Aumentan multas por no uso de silla infantil en la región: ¿A cuánto asciende el valor?

Carabineros insiste en que los sistemas de retención y transporte de menores de 12 años son obligatorios y recuerda que pueden reducir entre un 50% y un 80% las lesiones graves o mortales que sufren niños y niñas en accidentes de tránsito.
miércoles 02 de noviembre de 2022

Un claro llamado a la conciencia y el uso correcto y permanente de sillas infantiles, con la finalidad de mitigar accidentes con resultado fatal en niños y niñas, realizó Carabineros tras el aumento, de un 39%, en las infracciones por falta de sistemas de retención y transporte de menores de 12 años.

Este año se ha experimentado un incremento de 176 a 245 multas por concepto de no utilización de esta medida de protección en la Región de Coquimbo, respecto de 2021, lo que profundiza la preocupación en torno a un tema que marca la diferencia de vida o muerte en caso de un accidente de tránsito.

 

Recordemos que en marzo de 2017 entró en vigor el cambio en la Ley de Tránsito que asegura la protección de los niños y niñas cuando viajan en el auto, ampliando las edades de traslado en el asiento trasero y en la silla de seguridad.

Además, dicha modificación en la norma aumenta las sanciones por no llevar a un menor de 9 años en un sistema de retención infantil y por trasladarlo en el asiento delantero antes de que cumpla 12 años.

Las actuales exigencias consideran características de peso y talla (135 cm y 33 Kg) para el uso de las sillas infantiles y exceptúan de esta obligación a los servicios de transporte de pasajeros en taxi, en cualquiera de sus modalidades.

Es así como el no uso de sistemas de retención en vehículos se considera una falta gravísima, cuya multa asciende a un monto entre 1,5 a 3 UTM ($66.000 y $132.000), más la suspensión de licencia de conductor entre 5 y 45 días, sanción que también aplica a aquellos conductores que trasladen a menores de 12 años en el asiento del copiloto.

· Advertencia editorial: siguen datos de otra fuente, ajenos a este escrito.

impl EvalState {
    pub fn new() -> EvalState {
        EvalState {
            scopes: vec![ScopeData {
                bindings: HashMap::new(),
                parent: None,
            }],
            heap: Vec::new(),
            captures: Vec::new(),
            root_residual: Vec::new(),
            current: ScopeId(0),
            ids: AbstractIdGen::default(),
        }
    }

    // ------------------------------------------------------------------
    // Scopes and bindings
    // ------------------------------------------------------------------

    pub fn global_scope(&self) -> ScopeId {
        ScopeId(0)
    }

    pub fn current_scope(&self) -> ScopeId {
        self.current
    }

    /// Enter a fresh child scope of the current one.
    pub fn push_scope(&mut self) -> ScopeId {
        let id = ScopeId(self.scopes.len() as u32);
        self.scopes.push(ScopeData {
            bindings: HashMap::new(),
            parent: Some(self.current),
        });
        self.current = id;
        id
    }

    /// Leave the current scope. Scope data stays in the arena so rollback
    /// can still resolve binding identities recorded while it was live.
    pub fn pop_scope(&mut self) {
        if let Some(parent) = self.scopes[self.current.0 as usize].parent {
            self.current = parent;
        }
    }

    /// True if `name` is declared directly in the current scope.
    pub fn declared_here(&self, name: &str) -> bool {
        self.scopes[self.current.0 as usize]
            .bindings
            .contains_key(name)
    }

    /// Declare a binding in the given scope and record the write.
    pub fn declare_in(&mut self, scope: ScopeId, name: &str, value: Value) -> Binding {
        let binding = Binding {
            scope,
            name: name.to_string(),
        };
        self.write_binding(&binding, value);
        binding
    }

    /// Declare a binding in the current scope.
    pub fn declare(&mut self, name: &str, value: Value) -> Binding {
        self.declare_in(self.current, name, value)
    }

    /// Resolve a name against the scope chain.
    pub fn lookup(&self, name: &str) -> Option<(Binding, Value)> {
        let mut scope = Some(self.current);
        while let Some(id) = scope {
            let data = &self.scopes[id.0 as usize];
            if let Some(value) = data.bindings.get(name) {
                return Some((
                    Binding {
                        scope: id,
                        name: name.to_string(),
                    },
                    value.clone(),
                ));
            }
            scope = data.parent;
        }
        None
    }

    /// All names visible from the current scope (for "did you mean" hints).
    pub fn visible_names(&self) -> Vec<String> {
        let mut names = Vec::new();
        let mut scope = Some(self.current);
        while let Some(id) = scope {
            let data = &self.scopes[id.0 as usize];
            names.extend(data.bindings.keys().cloned());
            scope = data.parent;
        }
        names.sort();
        names.dedup();
        names
    }

    pub fn read_binding(&self, binding: &Binding) -> Option<Value> {
        self.scopes[binding.scope.0 as usize]
            .bindings
            .get(&binding.name)
            .cloned()
    }

    /// Write a binding through the capture discipline: the live state is
    /// updated immediately, and the innermost open frame remembers the
    /// first-seen old value so the write can be undone or copied out.
    pub fn write_binding(&mut self, binding: &Binding, value: Value) {
        let old = self.scopes[binding.scope.0 as usize]
            .bindings
            .insert(binding.name.clone(), value.clone());
        if let Some(frame) = self.captures.last_mut() {
            trace!("capture: binding write {:?}", binding);
            frame
                .bindings
                .entry(binding.clone())
                .and_modify(|c| c.new = value.clone())
                .or_insert(BindingChange { old, new: value });
        }
    }

    // ------------------------------------------------------------------
    // Heap
    // ------------------------------------------------------------------

    /// Allocate a fresh object. Recorded as created in the innermost open
    /// frame, so rolling the frame back deletes it again.
    pub fn create_object(&mut self) -> ObjectId {
        let id = ObjectId(self.heap.len() as u32);
        self.heap.push(Some(ObjectData::default()));
        if let Some(frame) = self.captures.last_mut() {
            frame.created.insert(id);
        }
        id
    }

    pub fn object_is_live(&self, id: ObjectId) -> bool {
        self.heap
            .get(id.0 as usize)
            .map(|slot| slot.is_some())
            .unwrap_or(false)
    }

    pub fn get_property(&self, id: ObjectId, key: &str) -> Option<Value> {
        self.heap
            .get(id.0 as usize)?
            .as_ref()?
            .properties
            .get(key)
            .cloned()
    }

    /// Property names of a live object, in deterministic order.
    pub fn property_keys(&self, id: ObjectId) -> Vec<String> {
        match self.heap.get(id.0 as usize).and_then(|s| s.as_ref()) {
            Some(data) => data.properties.keys().cloned().collect(),
            None => Vec::new(),
        }
    }

    pub fn set_property(&mut self, id: ObjectId, key: &str, value: Value) -> EvalResult<()> {
        invariant!(self.object_is_live(id), "property write to dead object {:?}", id);
        let data = self.heap[id.0 as usize].as_mut().unwrap();
        let old = data.properties.insert(key.to_string(), value.clone());
        if let Some(frame) = self.captures.last_mut() {
            let prop = PropertyRef {
                object: id,
                key: key.to_string(),
            };
            frame
                .properties
                .entry(prop)
                .and_modify(|c| c.new = value.clone())
                .or_insert(PropertyChange { old, new: value });
        }
        Ok(())
    }

    // ------------------------------------------------------------------
    // Residual code-generation target
    // ------------------------------------------------------------------

    /// Append residual statements to the current code-generation target:
    /// the innermost open frame, or the root buffer outside any capture.
    pub fn emit_residual(&mut self, stmts: Vec<Stmt>) {
        match self.captures.last_mut() {
            Some(frame) => frame.residual.extend(stmts),
            None => self.root_residual.extend(stmts),
        }
    }

    pub fn take_root_residual(&mut self) -> Vec<Stmt> {
        std::mem::take(&mut self.root_residual)
    }

    // ------------------------------------------------------------------
    // The sandbox protocol
    // ------------------------------------------------------------------

    pub fn capture_depth(&self) -> usize {
        self.captures.len()
    }

    /// Open a capture scope: subsequent binding/property writes and object
    /// creations are buffered for copy-out and rollback.
    pub fn capture_effects(&mut self) {
        debug!("capture_effects: depth {} -> {}", self.captures.len(), self.captures.len() + 1);
        self.captures.push(CaptureFrame::default());
    }

    /// Copy out the effects accumulated since the matching `capture_effects`
    /// without closing the scope. The completion reached by the evaluated
    /// region is supplied by the caller; the frame records mutations, not
    /// control flow.
    pub fn get_captured_effects(&self, completion: Completion) -> EvalResult<Effects> {
        let frame = match self.captures.last() {
            Some(f) => f,
            None => {
                return Err(crate::diagnostics::EngineError::Invariant(
                    "get_captured_effects with no open capture scope".into(),
                ))
            }
        };
        Ok(Effects {
            completion,
            residual: frame.residual.clone(),
            bindings: frame.bindings.clone(),
            properties: frame.properties.clone(),
            created_objects: frame.created.clone(),
        })
    }

    /// Close the current capture scope and roll back every mutation it
    /// recorded, restoring the state visible before it opened. Capture is
    /// copy-out, not move: rollback happens whether or not the effects were
    /// first copied into a record.
    pub fn stop_effect_capture_and_undo_effects(&mut self) -> EvalResult<()> {
        let frame = match self.captures.pop() {
            Some(f) => f,
            None => {
                return Err(crate::diagnostics::EngineError::Invariant(
                    "stop_effect_capture_and_undo_effects with no open capture scope".into(),
                ))
            }
        };
        debug!(
            "rollback: {} bindings, {} properties, {} created objects",
            frame.bindings.len(),
            frame.properties.len(),
            frame.created.len()
        );

        for (binding, change) in frame.bindings {
            let scope = &mut self.scopes[binding.scope.0 as usize];
            match change.old {
                Some(old) => {
                    scope.bindings.insert(binding.name, old);
                }
                None => {
                    scope.bindings.remove(&binding.name);
                }
            }
        }
        for (prop, change) in frame.properties {
            // Writes to objects the same frame created are moot: the object
            // is about to be deleted.
            if frame.created.contains(&prop.object) {
                continue;
            }
            if let Some(Some(data)) = self.heap.get_mut(prop.object.0 as usize) {
                match change.old {
                    Some(old) => {
                        data.properties.insert(prop.key, old);
                    }
                    None => {
                        data.properties.remove(&prop.key);
                    }
                }
            }
        }
        for id in frame.created {
            self.heap[id.0 as usize] = None;
        }
        Ok(())
    }

    /// Commit a previously captured (or joined) record onto the live state.
    ///
    /// Every write goes back through the normal write path, so an enclosing
    /// capture scope observes the commit. Not idempotent: applying the same
    /// record twice double-mutates.
    pub fn apply_effects(&mut self, effects: Effects) -> EvalResult<()> {
        debug!(
            "apply_effects: {} bindings, {} properties, {} created objects, {} residual stmts",
            effects.bindings.len(),
            effects.properties.len(),
            effects.created_objects.len(),
            effects.residual.len()
        );
        for id in &effects.created_objects {
            invariant!(
                (id.0 as usize) < self.heap.len(),
                "created object {:?} was never allocated",
                id
            );
            if self.heap[id.0 as usize].is_none() {
                self.heap[id.0 as usize] = Some(ObjectData::default());
            }
            if let Some(frame) = self.captures.last_mut() {
                frame.created.insert(*id);
            }
        }
        for (prop, change) in effects.properties {
            self.set_property(prop.object, &prop.key, change.new)?;
        }
        for (binding, change) in effects.bindings {
            self.write_binding(&binding, change.new);
        }
        self.emit_residual(effects.residual);
        Ok(())
    }

    /// An effect record representing "nothing happened": normal-empty
    /// completion, no mutations, no residual.
    pub fn construct_empty_effects(&self) -> Effects {
        Effects::empty()
    }
}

El Teniente Mario Soto, jefe de la Sección Investigadora de Accidentes de Tránsito (SIAT) de Carabineros de la Región de Coquimbo, detalla que “se desarrollan diversas fiscalizaciones aleatorias a vehículos, con la finalidad de controlar a conductores y pasajeros sobre el uso de los sistemas de seguridad pasivos, tanto el cinturón de seguridad, como la silla de retención infantil”.

 

Soto precisa que, al momento de comprar un Sistema de Retención Infantil (SRI), se debe tener en cuenta que sea el adecuado para la edad, talla, peso y contextura física del niño o niña y que sea compatible con el vehículo según el tamaño y el sistema de anclaje disponible en el auto (Isofix, Latch o cinturón de seguridad).

Durante los primeros años de vida, idealmente hasta los 4, los infantes deben ir en una silla nido tipo (“huevito”) mirando hacia atrás, ya que es la posición más segura para transportarlos.

En el caso que el niño o niña sobrepase los límites de altura y peso para el cual está diseñado el sistema que mira hacia atrás, éste debe cambiar de posición.

Entre estos se encuentran la silla convertible, que lleva al infante mirando hacia atrás durante los primeros años; la silla combinada, que se instala mirando hacia adelante, primero asegurando al niño con arnés interno y luego, a medida que va creciendo, se puede transformar en una butaca que lo eleva y lo asegura con el cinturón de seguridad de tres puntos.

 

Es así como, en caso de que no se utilicen sistemas de retención infantil en los vehículos, en el momento de un accidente de alta energía, los pequeños pueden salir eyectados desde el móvil y sufrir lesiones graves o fallecer.

“El uso del sistema de retención infantil es obligatorio para el traslado de niños o niñas menores de 9 años en los asientos traseros de vehículos livianos. El uso de este sistema de seguridad, según estudios, reduce entre un 50 a un 80% las lesiones graves o mortales que puede sufrir un menor de edad al momento de un accidente de tránsito. La seguridad de nuestros niños y niñas depende de todos”, afirma Soto.

 

Junto con ello, el llamado es a adquirir los sistemas de retención infantil en lugares establecidos, verificar que cumplan con los requerimientos para cada edad, así como con la certificación europea y norteamericana vigente, además de utilizar sillas que no hayan sido afectadas en un accidente vehicular.